_Instructions for the task_
Beginning with the first line, copy out each line of the material until the line containing "success or not." has been copied as well.
★ ★ ★ ★ ★
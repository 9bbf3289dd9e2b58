// Runs dashboard tasks on the tokio runtime

use super::event::{Command, Event, Fetch, FetchResult, Origin, Task};
use crate::docker_repo::{RuntimeClient, RuntimeError, STOP_GRACE_SECS};
use std::future::Future;
use std::sync::Arc;
use std::time::Duration;
use tokio::sync::mpsc::UnboundedSender;

/// Spawns every task independently under its own deadline. Each task sends
/// exactly one [`Event`] back into the loop's queue, success or not.
pub struct TaskRunner<C> {
    client: Arc<C>,
    tx: UnboundedSender<Event>,
}

impl<C> Clone for TaskRunner<C> {
    fn clone(&self) -> Self {
        Self {
            client: Arc::clone(&self.client),
            tx: self.tx.clone(),
        }
    }
}

impl<C: RuntimeClient> TaskRunner<C> {
    pub fn new(client: Arc<C>, tx: UnboundedSender<Event>) -> Self {
        Self { client, tx }
    }

    pub fn spawn_all(&self, tasks: impl IntoIterator<Item = Task>) {
        for task in tasks {
            self.spawn(task);
        }
    }

    pub fn spawn(&self, task: Task) {
        let client = Arc::clone(&self.client);
        let tx = self.tx.clone();
        tokio::spawn(async move {
            let event = execute(client.as_ref(), task).await;
            // A closed queue means the loop is shutting down.
            let _ = tx.send(event);
        });
    }
}

/// Run one task to completion and turn its outcome into the event it reports.
pub async fn execute<C: RuntimeClient>(client: &C, task: Task) -> Event {
    match task {
        Task::ScheduleTick(delay) => {
            tokio::time::sleep(delay).await;
            Event::Tick
        }
        Task::Fetch(fetch) => {
            let limit = fetch.timeout();
            match with_deadline(limit, run_fetch(client, &fetch)).await {
                Ok(result) => Event::Fetched(result),
                Err(error) => Event::Failed {
                    origin: Origin::Fetch(fetch),
                    error,
                },
            }
        }
        Task::Command(command) => {
            let limit = command.timeout();
            match with_deadline(limit, run_command(client, &command)).await {
                Ok(()) => Event::CommandDone(command),
                Err(error) => Event::Failed {
                    origin: Origin::Command(command),
                    error,
                },
            }
        }
    }
}

async fn with_deadline<T>(
    limit: Duration,
    fut: impl Future<Output = Result<T, RuntimeError>>,
) -> Result<T, RuntimeError> {
    tokio::time::timeout(limit, fut)
        .await
        .unwrap_or(Err(RuntimeError::Timeout(limit)))
}

async fn run_fetch<C: RuntimeClient>(client: &C, fetch: &Fetch) -> Result<FetchResult, RuntimeError> {
    Ok(match fetch {
        Fetch::Containers => FetchResult::Containers(client.list_containers().await?),
        Fetch::Images => FetchResult::Images(client.list_images().await?),
        Fetch::System => FetchResult::System(client.system_snapshot().await?),
        Fetch::Stats(id) => FetchResult::Stats {
            id: id.clone(),
            stats: client.container_stats(id).await?,
        },
        Fetch::Logs { id, tail } => FetchResult::Logs {
            id: id.clone(),
            lines: client.logs(id, *tail).await?,
        },
    })
}

async fn run_command<C: RuntimeClient>(client: &C, command: &Command) -> Result<(), RuntimeError> {
    match command {
        Command::Start(id) => client.start(id).await,
        Command::Stop(id) => client.stop(id, STOP_GRACE_SECS).await,
        Command::Restart(id) => client.restart(id, STOP_GRACE_SECS).await,
        Command::Remove { id, force } => client.remove(id, *force).await,
        Command::RemoveImage(id) => client.remove_image(id, false).await,
        Command::SetRestartPolicy { id, policy } => client.set_restart_policy(id, *policy).await,
        Command::Pull(reference) => client.pull_image(reference).await,
    }
}
// Shared test helpers: snapshot builders and an in-memory runtime

#![allow(dead_code)]

use docktop::docker_repo::{RuntimeClient, RuntimeError};
use docktop::models::{
    ContainerSnapshot, ContainerState, ContainerStatsPatch, ImageSnapshot, RestartPolicy,
    SystemSnapshot,
};
use std::collections::HashMap;
use std::sync::Mutex;
use std::time::Duration;

pub fn container(id: &str, name: &str, state: ContainerState) -> ContainerSnapshot {
    ContainerSnapshot {
        id: id.to_string(),
        name: name.to_string(),
        image: format!("{name}:latest"),
        status: state.to_string(),
        state,
        ports: "-".to_string(),
        ..Default::default()
    }
}

pub fn running(id: &str, name: &str) -> ContainerSnapshot {
    container(id, name, ContainerState::Running)
}

pub fn exited(id: &str, name: &str) -> ContainerSnapshot {
    container(id, name, ContainerState::Exited)
}

pub fn image(id: &str, tag: &str) -> ImageSnapshot {
    ImageSnapshot {
        id: id.to_string(),
        tags: vec![tag.to_string()],
        size_bytes: 1024 * 1024,
        created: None,
    }
}

pub fn cpu(percent: f64) -> ContainerStatsPatch {
    ContainerStatsPatch {
        cpu_percent: percent,
        ..Default::default()
    }
}

/// Runtime double: serves canned data and records every mutating call.
#[derive(Default)]
pub struct FakeRuntime {
    pub containers: Mutex<Vec<ContainerSnapshot>>,
    pub images: Mutex<Vec<ImageSnapshot>>,
    pub system: Mutex<SystemSnapshot>,
    pub stats: Mutex<HashMap<String, ContainerStatsPatch>>,
    pub logs: Mutex<HashMap<String, Vec<String>>>,
    /// Ids whose start call fails.
    pub failing_starts: Mutex<Vec<String>>,
    /// Makes every list call fail.
    pub list_error: Mutex<Option<RuntimeError>>,
    /// Sleep before answering any call.
    pub delay: Mutex<Option<Duration>>,
    pub calls: Mutex<Vec<String>>,
}

impl FakeRuntime {
    pub fn with_containers(containers: Vec<ContainerSnapshot>) -> Self {
        let fake = Self::default();
        *fake.containers.lock().unwrap() = containers;
        fake
    }

    pub fn calls(&self) -> Vec<String> {
        self.calls.lock().unwrap().clone()
    }

    fn record(&self, call: String) {
        self.calls.lock().unwrap().push(call);
    }

    async fn pause(&self) {
        let delay = *self.delay.lock().unwrap();
        if let Some(d) = delay {
            tokio::time::sleep(d).await;
        }
    }

    fn set_state(&self, id: &str, state: ContainerState) {
        if let Some(c) = self.containers.lock().unwrap().iter_mut().find(|c| c.id == id) {
            c.state = state;
        }
    }
}

impl RuntimeClient for FakeRuntime {
    async fn list_containers(&self) -> Result<Vec<ContainerSnapshot>, RuntimeError> {
        self.pause().await;
        if let Some(e) = self.list_error.lock().unwrap().clone() {
            return Err(e);
        }
        Ok(self.containers.lock().unwrap().clone())
    }

    async fn list_images(&self) -> Result<Vec<ImageSnapshot>, RuntimeError> {
        self.pause().await;
        Ok(self.images.lock().unwrap().clone())
    }

    async fn system_snapshot(&self) -> Result<SystemSnapshot, RuntimeError> {
        self.pause().await;
        Ok(self.system.lock().unwrap().clone())
    }

    async fn container_stats(&self, id: &str) -> Result<ContainerStatsPatch, RuntimeError> {
        self.pause().await;
        self.stats
            .lock()
            .unwrap()
            .get(id)
            .copied()
            .ok_or_else(|| RuntimeError::NotFound(id.to_string()))
    }

    async fn start(&self, id: &str) -> Result<(), RuntimeError> {
        self.pause().await;
        self.record(format!("start {id}"));
        if self.failing_starts.lock().unwrap().iter().any(|f| f == id) {
            return Err(RuntimeError::Api {
                status: 500,
                message: "cannot start".to_string(),
            });
        }
        self.set_state(id, ContainerState::Running);
        Ok(())
    }

    async fn stop(&self, id: &str, grace_secs: i32) -> Result<(), RuntimeError> {
        self.pause().await;
        self.record(format!("stop {id} {grace_secs}"));
        self.set_state(id, ContainerState::Exited);
        Ok(())
    }

    async fn restart(&self, id: &str, grace_secs: i32) -> Result<(), RuntimeError> {
        self.pause().await;
        self.record(format!("restart {id} {grace_secs}"));
        Ok(())
    }

    async fn remove(&self, id: &str, force: bool) -> Result<(), RuntimeError> {
        self.pause().await;
        self.record(format!("remove {id} force={force}"));
        self.containers.lock().unwrap().retain(|c| c.id != id);
        Ok(())
    }

    async fn remove_image(&self, id: &str, force: bool) -> Result<(), RuntimeError> {
        self.pause().await;
        self.record(format!("remove_image {id} force={force}"));
        Ok(())
    }

    async fn set_restart_policy(&self, id: &str, policy: RestartPolicy) -> Result<(), RuntimeError> {
        self.pause().await;
        self.record(format!("restart_policy {id} {policy:?}"));
        Ok(())
    }

    async fn logs(&self, id: &str, tail: u32) -> Result<Vec<String>, RuntimeError> {
        self.pause().await;
        let lines = self.logs.lock().unwrap().get(id).cloned().unwrap_or_default();
        let skip = lines.len().saturating_sub(tail as usize);
        Ok(lines.into_iter().skip(skip).collect())
    }

    async fn pull_image(&self, reference: &str) -> Result<(), RuntimeError> {
        self.pause().await;
        self.record(format!("pull {reference}"));
        Ok(())
    }
}
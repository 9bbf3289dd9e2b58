// Controller behaviour: event folding, key handling and end-to-end flows

mod common;

use common::{FakeRuntime, cpu, exited, image, running};
use crossterm::event::{KeyCode, KeyEvent, KeyModifiers};
use docktop::app::{Command, Dashboard, Event, Fetch, FetchResult, Mode, Origin, Task, execute};
use docktop::config::{DashboardConfig, DefaultView};
use docktop::docker_repo::RuntimeError;
use docktop::models::{ContainerSnapshot, RestartPolicy, SystemSnapshot};
use docktop::ui::Panel;
use docktop::ui::layout::compute;
use ratatui::{Terminal, backend::TestBackend, layout::Rect};
use std::time::Duration;

fn key(code: KeyCode) -> Event {
    Event::Key(KeyEvent::new(code, KeyModifiers::NONE))
}

fn press(dash: &mut Dashboard, code: KeyCode) -> Vec<Task> {
    dash.handle(key(code))
}

fn type_str(dash: &mut Dashboard, s: &str) {
    for c in s.chars() {
        dash.handle(key(KeyCode::Char(c)));
    }
}

fn system() -> SystemSnapshot {
    SystemSnapshot {
        containers: 3,
        containers_running: 2,
        memory_limit_bytes: 1000,
        ..Default::default()
    }
}

/// A sized dashboard that has already received a system snapshot and `list`.
fn loaded(list: Vec<ContainerSnapshot>) -> Dashboard {
    let mut dash = Dashboard::new(DashboardConfig::default(), None);
    dash.handle(Event::Resize {
        width: 120,
        height: 60,
    });
    dash.handle(Event::Fetched(FetchResult::System(system())));
    dash.handle(Event::Fetched(FetchResult::Containers(list)));
    dash
}

fn names(dash: &Dashboard) -> Vec<String> {
    dash.containers()
        .filtered()
        .iter()
        .map(|c| c.name.clone())
        .collect()
}

/// Run every task except ticks against `fake` and feed the results back,
/// until nothing further is requested.
async fn drain(dash: &mut Dashboard, fake: &FakeRuntime, tasks: Vec<Task>) {
    let mut queue = tasks;
    while let Some(task) = queue.pop() {
        if matches!(task, Task::ScheduleTick(_)) {
            continue;
        }
        let event = execute(fake, task).await;
        queue.extend(dash.handle(event));
    }
}

#[test]
fn initialize_schedules_tick_and_first_fetches() {
    let mut dash = Dashboard::new(DashboardConfig::default(), None);
    assert_eq!(
        dash.initialize(),
        vec![
            Task::ScheduleTick(Duration::from_millis(1000)),
            Task::Fetch(Fetch::Containers),
            Task::Fetch(Fetch::Images),
            Task::Fetch(Fetch::System),
        ]
    );
}

#[test]
fn default_view_sets_the_active_panel() {
    let config = DashboardConfig {
        default_view: DefaultView::Images,
        ..Default::default()
    };
    let dash = Dashboard::new(config, None);
    assert_eq!(dash.active_panel(), Panel::Images);
}

#[test]
fn tick_fetches_stats_for_running_containers_and_follows_selection() {
    let mut dash = loaded(vec![running("a", "web"), exited("b", "db"), running("c", "cache")]);
    let tasks = dash.handle(Event::Tick);
    assert_eq!(
        tasks,
        vec![
            Task::ScheduleTick(Duration::from_millis(1000)),
            Task::Fetch(Fetch::Containers),
            Task::Fetch(Fetch::System),
            Task::Fetch(Fetch::Stats("a".into())),
            Task::Fetch(Fetch::Stats("c".into())),
            Task::Fetch(Fetch::Logs {
                id: "a".into(),
                tail: 100
            }),
        ]
    );
    assert_eq!(dash.logs().container_id(), Some("a"));
}

#[test]
fn tick_on_images_panel_skips_logs() {
    let mut dash = loaded(vec![running("a", "web")]);
    press(&mut dash, KeyCode::Tab);
    assert_eq!(dash.active_panel(), Panel::Images);
    let tasks = dash.handle(Event::Tick);
    assert!(!tasks.iter().any(|t| matches!(t, Task::Fetch(Fetch::Logs { .. }))));
}

#[test]
fn aggregate_counts_only_running_containers() {
    let mut dash = loaded(vec![running("a", "A"), exited("b", "B"), running("c", "C")]);
    for (id, pct) in [("a", 10.0), ("b", 50.0), ("c", 5.0)] {
        dash.handle(Event::Fetched(FetchResult::Stats {
            id: id.into(),
            stats: cpu(pct),
        }));
    }
    let system = dash.stats().system().unwrap();
    assert_eq!(system.cpu_percent, 15.0);
}

#[test]
fn metrics_survive_a_list_refresh() {
    let mut dash = loaded(vec![running("a", "web")]);
    dash.handle(Event::Fetched(FetchResult::Stats {
        id: "a".into(),
        stats: cpu(42.0),
    }));
    dash.handle(Event::Fetched(FetchResult::Containers(vec![running("a", "web")])));
    assert_eq!(dash.containers().items()[0].cpu_percent, 42.0);
    assert_eq!(dash.stats().system().unwrap().cpu_percent, 42.0);
}

#[test]
fn stats_for_unknown_container_are_dropped() {
    let mut dash = loaded(vec![running("a", "web")]);
    dash.handle(Event::Fetched(FetchResult::Stats {
        id: "gone".into(),
        stats: cpu(99.0),
    }));
    assert_eq!(dash.containers().items().len(), 1);
    assert_eq!(dash.stats().system().unwrap().cpu_percent, 0.0);
    assert!(dash.error().is_none());
}

#[test]
fn system_snapshot_appends_samples() {
    let mut dash = loaded(vec![running("a", "web")]);
    dash.handle(Event::Fetched(FetchResult::Stats {
        id: "a".into(),
        stats: cpu(20.0),
    }));
    dash.handle(Event::Fetched(FetchResult::System(system())));
    let series = dash.stats().cpu_series();
    assert_eq!(series.len(), 2);
    assert_eq!(series.latest(), Some(20.0));
}

#[tokio::test]
async fn start_key_on_exited_container_flows_through_to_aggregate() {
    let fake = FakeRuntime::with_containers(vec![exited("abc123", "web")]);
    *fake.system.lock().unwrap() = system();
    let mut dash = Dashboard::new(DashboardConfig::default(), None);
    dash.handle(Event::Resize {
        width: 120,
        height: 60,
    });
    let init = dash.initialize();
    drain(&mut dash, &fake, init).await;
    assert_eq!(dash.containers().items().len(), 1);

    let tasks = press(&mut dash, KeyCode::Char('s'));
    assert_eq!(tasks, vec![Task::Command(Command::Start("abc123".into()))]);
    drain(&mut dash, &fake, tasks).await;
    assert_eq!(fake.calls(), vec!["start abc123"]);
    assert!(dash.containers().items()[0].state.is_running());

    fake.stats
        .lock()
        .unwrap()
        .insert("abc123".into(), cpu(7.5));
    let tick = dash.handle(Event::Tick);
    assert!(tick.contains(&Task::Fetch(Fetch::Stats("abc123".into()))));
    drain(&mut dash, &fake, tick).await;
    assert_eq!(dash.stats().system().unwrap().cpu_percent, 7.5);
}

#[test]
fn start_is_ignored_for_running_and_stop_for_exited() {
    let mut dash = loaded(vec![running("a", "web")]);
    assert!(press(&mut dash, KeyCode::Char('s')).is_empty());
    assert_eq!(
        press(&mut dash, KeyCode::Char('x')),
        vec![Task::Command(Command::Stop("a".into()))]
    );

    let mut dash = loaded(vec![exited("b", "db")]);
    assert!(press(&mut dash, KeyCode::Char('x')).is_empty());
}

#[test]
fn control_chords_do_not_trigger_container_commands() {
    let mut dash = loaded(vec![running("a", "web")]);
    for c in ['d', 'r', 'x', 's', 'a'] {
        let chord = Event::Key(KeyEvent::new(KeyCode::Char(c), KeyModifiers::CONTROL));
        assert!(dash.handle(chord).is_empty(), "ctrl+{c} produced tasks");
    }
    let alt_d = Event::Key(KeyEvent::new(KeyCode::Char('d'), KeyModifiers::ALT));
    assert!(dash.handle(alt_d).is_empty());
    assert!(!dash.containers().items()[0].autostart);
    assert!(!dash.should_quit());
}

#[test]
fn remove_forces_only_running_containers() {
    let mut dash = loaded(vec![running("a", "web"), exited("b", "db")]);
    assert_eq!(
        press(&mut dash, KeyCode::Char('d')),
        vec![Task::Command(Command::Remove {
            id: "a".into(),
            force: true
        })]
    );
    press(&mut dash, KeyCode::Char('j'));
    assert_eq!(
        press(&mut dash, KeyCode::Char('d')),
        vec![Task::Command(Command::Remove {
            id: "b".into(),
            force: false
        })]
    );
}

#[test]
fn filter_entry_commits_on_enter_and_escape_keeps_previous() {
    let mut dash = loaded(vec![
        running("1", "nginx"),
        running("2", "redis"),
        running("3", "mongo"),
    ]);
    press(&mut dash, KeyCode::Char('/'));
    assert_eq!(dash.mode(), Mode::FilterEntry);
    type_str(&mut dash, "nginx");
    press(&mut dash, KeyCode::Enter);
    assert_eq!(dash.mode(), Mode::Normal);
    assert_eq!(names(&dash), vec!["nginx"]);

    press(&mut dash, KeyCode::Char('/'));
    type_str(&mut dash, "x");
    press(&mut dash, KeyCode::Esc);
    assert_eq!(dash.containers().filter(), "nginx");
    assert_eq!(names(&dash), vec!["nginx"]);

    // Commands act on the filtered selection.
    assert_eq!(
        press(&mut dash, KeyCode::Char('r')),
        vec![Task::Command(Command::Restart("1".into()))]
    );
}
★ ★ ★ ★ ★
_Answer space_
repository 9bbf3289dd9e2b58
// Runs dashboard tasks on the tokio runtime

use super::event::{Command, Event, Fetch, FetchResult, Origin, Task};
use crate::docker_repo::{RuntimeClient, RuntimeError, STOP_GRACE_SECS};
use std::future::Future;
use std::sync::Arc;
use std::time::Duration;
use tokio::sync::mpsc::UnboundedSender;

/// Spawns every task independently under its own deadline. Each task sends
/// exactly one [`Event`] back into the loop's queue, success or not.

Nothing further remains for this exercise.